Court Opinion

ID: 5079678
Source: CourtListenerOpinion
Date Created: 2021-10-01 12:00:05.965103+00
Date Added: 2024-06-11T08:20:09.536737
License: Public Domain

OSBORN, Chief Justice,
concurring.
This is another case which has been placed in “appellate orbit.” Adkins v. State, 717 S.W.2d 363, 366 (Tex.Crim.App.1986); 726 S.W.2d 250, 251 (Tex.App.—El Paso, 1987), affirmed, 764 S.W.2d 782 (Tex.Crim.App.1988). In that case, a 1982 offense resulted in a final affirmance in 1988 after four appellate opinions. In this case, the alleged causes of action arise from the sale of a bank building on December 31, 1982. Suit was filed October 11, 1985. Summary judgment was entered on December 14, 1987. That judgment was affirmed by this Court in September of 1988. The Supreme Court granted a writ of error on November 1, 1989. The Court’s original opinion was delivered on December 19, 1990, and the opinion on Motion for Rehearing on March 27,1991, more than eight years after the transaction which results in this litigation. Today, we reaffirm our original decision in this case, and it can, after whatever action we take on motion for rehearing, begin its trek back to Austin. Probably no decision by a jury will be made within ten years of the sale of the building.
In this regard, it must be remembered that this is an appeal from a summary judgment. If there is a fact question, there must be a remand to the trial court. If there is no fact question, then any law question can be decided by an appellate court with jurisdiction of the case. Not so, the law question of which statute of limitations to apply has been remanded to this Court as part of the “appellate orbit”. Regardless of the results, the big winners are the appellate attorneys, who sought to avoid this remand, and the big losers are the clients on both sides of the docket.
With all of that behind us, what statute of limitations applies in a negligence case? There is an old proverb that “[a] man convinced against his will is of the same opinion still.” In Anderson v. Sneed, 615 S.W.2d 898 (Tex.Civ.App.—El Paso, 1981), Opinion on Motion for Rehearing, 618 S.W.2d 388 (no writ), this Court concluded that after the 1979 amendment of Tex.Rev. Civ.Stat.Ann. art. 5526 (Vernon 1958), the four-year statute would be applicable in negligence cases.

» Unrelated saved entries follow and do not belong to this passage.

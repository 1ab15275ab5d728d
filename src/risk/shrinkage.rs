//! # Shrinkage Covariance
//!
//! $$
//! \hat\Sigma = \frac{b^2}{d^2}\,\mu I + \Big(1-\frac{b^2}{d^2}\Big) S
//! $$
//!
//! Ledoit-Wolf estimator blending the sample covariance toward a
//! scaled-identity target with a data-driven intensity. Stays
//! well-conditioned when observations are scarce relative to assets.

use nalgebra::DMatrix;
use tracing::info;

use crate::error::Result;
use crate::market::PriceTable;
use crate::risk::returns::aligned_simple_returns;
use crate::risk::returns::return_matrix;

/// Ledoit-Wolf shrinkage estimate from a `T x N` return matrix.
///
/// Columns are demeaned, the biased sample covariance `S = X'X / T` is
/// blended toward `mu I` with `mu = tr(S)/N`. The intensity is
/// `min(b^2/d^2, 1)` where `d^2 = |S - mu I|^2` and
/// `b^2 = (1/T^2) sum_t |x_t x_t' - S|^2`, both in Frobenius norm.
pub fn ledoit_wolf(returns: &DMatrix<f64>) -> DMatrix<f64> {
  let t = returns.nrows();
  let n = returns.ncols();
  if t == 0 || n == 0 {
    return DMatrix::zeros(n, n);
  }

  let mut x = returns.clone();
  for j in 0..n {
    let mean = x.column(j).sum() / t as f64;
    for i in 0..t {
      x[(i, j)] -= mean;
    }
  }

  let sample = (x.transpose() * &x) / t as f64;
  let mu = sample.trace() / n as f64;
  let target = DMatrix::identity(n, n) * mu;

  let d2 = (&sample - &target).norm_squared();
  if d2 <= f64::EPSILON {
    // Sample already coincides with the target.
    return sample;
  }

  let mut b2_sum = 0.0;
  for i in 0..t {
    let row = x.row(i).transpose();
    let outer = &row * row.transpose();
    b2_sum += (&outer - &sample).norm_squared();
  }

  let b2 = (b2_sum / (t as f64 * t as f64)).min(d2);
  let rho = b2 / d2;

  target * rho + sample * (1.0 - rho)
}

/// The covariance operation over raw prices: per-asset simple returns,
/// tail alignment, then shrinkage estimation.
pub fn shrinkage_covariance(table: &PriceTable) -> Result<DMatrix<f64>> {
  let aligned = aligned_simple_returns(table)?;
  let matrix = return_matrix(&aligned);

  info!(
    assets = matrix.ncols(),
    observations = matrix.nrows(),
    "estimating shrinkage covariance"
  );

  Ok(ledoit_wolf(&matrix))
}
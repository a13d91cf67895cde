//! 共享记事本：整段覆盖，后写者胜，不做合并
//!
//! 每步最多写一次；内容与原先相同时为无操作（不产生 notepad-updated 事件）。

use serde::Serialize;

#[derive(Debug, Clone, Default, PartialEq, Eq, Serialize)]
pub struct Notepad {
    content: String,
}

impl Notepad {
    pub fn new(content: impl Into<String>) -> Self {
        Self {
            content: content.into(),
        }
    }

    pub fn content(&self) -> &str {
        &self.content
    }

    /// 应用一步的记事本输出；返回 true 表示内容确有变化
    pub fn apply(&mut self, update: Option<&str>) -> bool {
        match update {
            Some(new) if new != self.content => {
                self.content = new.to_string();
                true
            }
            _ => false,
        }
    }
}

#[cfg(test)]
mod tests {
    use super::*;

    #[test]
    fn test_apply_overwrites() {
        let mut pad = Notepad::new("old");
        assert!(pad.apply(Some("new")));
        assert_eq!(pad.content(), "new");
    }

    #[test]
    fn test_apply_same_content_is_noop() {
        let mut pad = Notepad::new("same");
        assert!(!pad.apply(Some("same")));
        assert_eq!(pad.content(), "same");
    }

    #[test]
    fn test_apply_none_keeps_content() {
        let mut pad = Notepad::new("keep");
        assert!(!pad.apply(None));
        assert_eq!(pad.content(), "keep");
    }

    #[test]
    fn test_apply_can_clear() {
        let mut pad = Notepad::new("something");
        assert!(pad.apply(Some("")));
        assert_eq!(pad.content(), "");
    }
}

In Willis v. Maverick, 760 S.W.2d 642 (Tex.1988), the Court held that the jury finding of negligence upon the part of Chil-ton Maverick was barred by the two-year statute of limitations. Being obligated to do so, this Court in Sledge v. Alsup, 759 S.W.2d 1 (Tex.App.—El Paso 1988, no writ) followed the holding in Maverick. We are no less obligated to continue to follow that decision today, yet being convinced against my will, I remain of the same opinion still. I believe Anderson v. Sneed was properly decided and the dictum as to limitations resulted from a correct analysis of the law at that time. Texas has never had a limitations statute directed at “negligent” conduct. There is a difference between suits for personal injury resulting from negligence and suits for other types of damages resulting from negligence but seldom has the distinction been noted.
If, as the Court said in First National Bank of Eagle Pass v. Levine, 721 S.W.2d 287 (Tex.1986), “trespass” includes an act violative of the right of another through which injury is done to his estate or property; did the alleged injury in this case cause injury to the plaintiff’s estate? Certainly no property was injured. The question then turns on the definition of “estate” as that term is used in Tex.Civ.Prac. & Rem. Code Ann. § 16.003. We have not found the answer in the Levine opinion, the Mav*564erick opinion nor in Williams v. Khalaf, 802 S.W.2d 651 (Tex.1990).
While awaiting the answer, I am obligated to concur.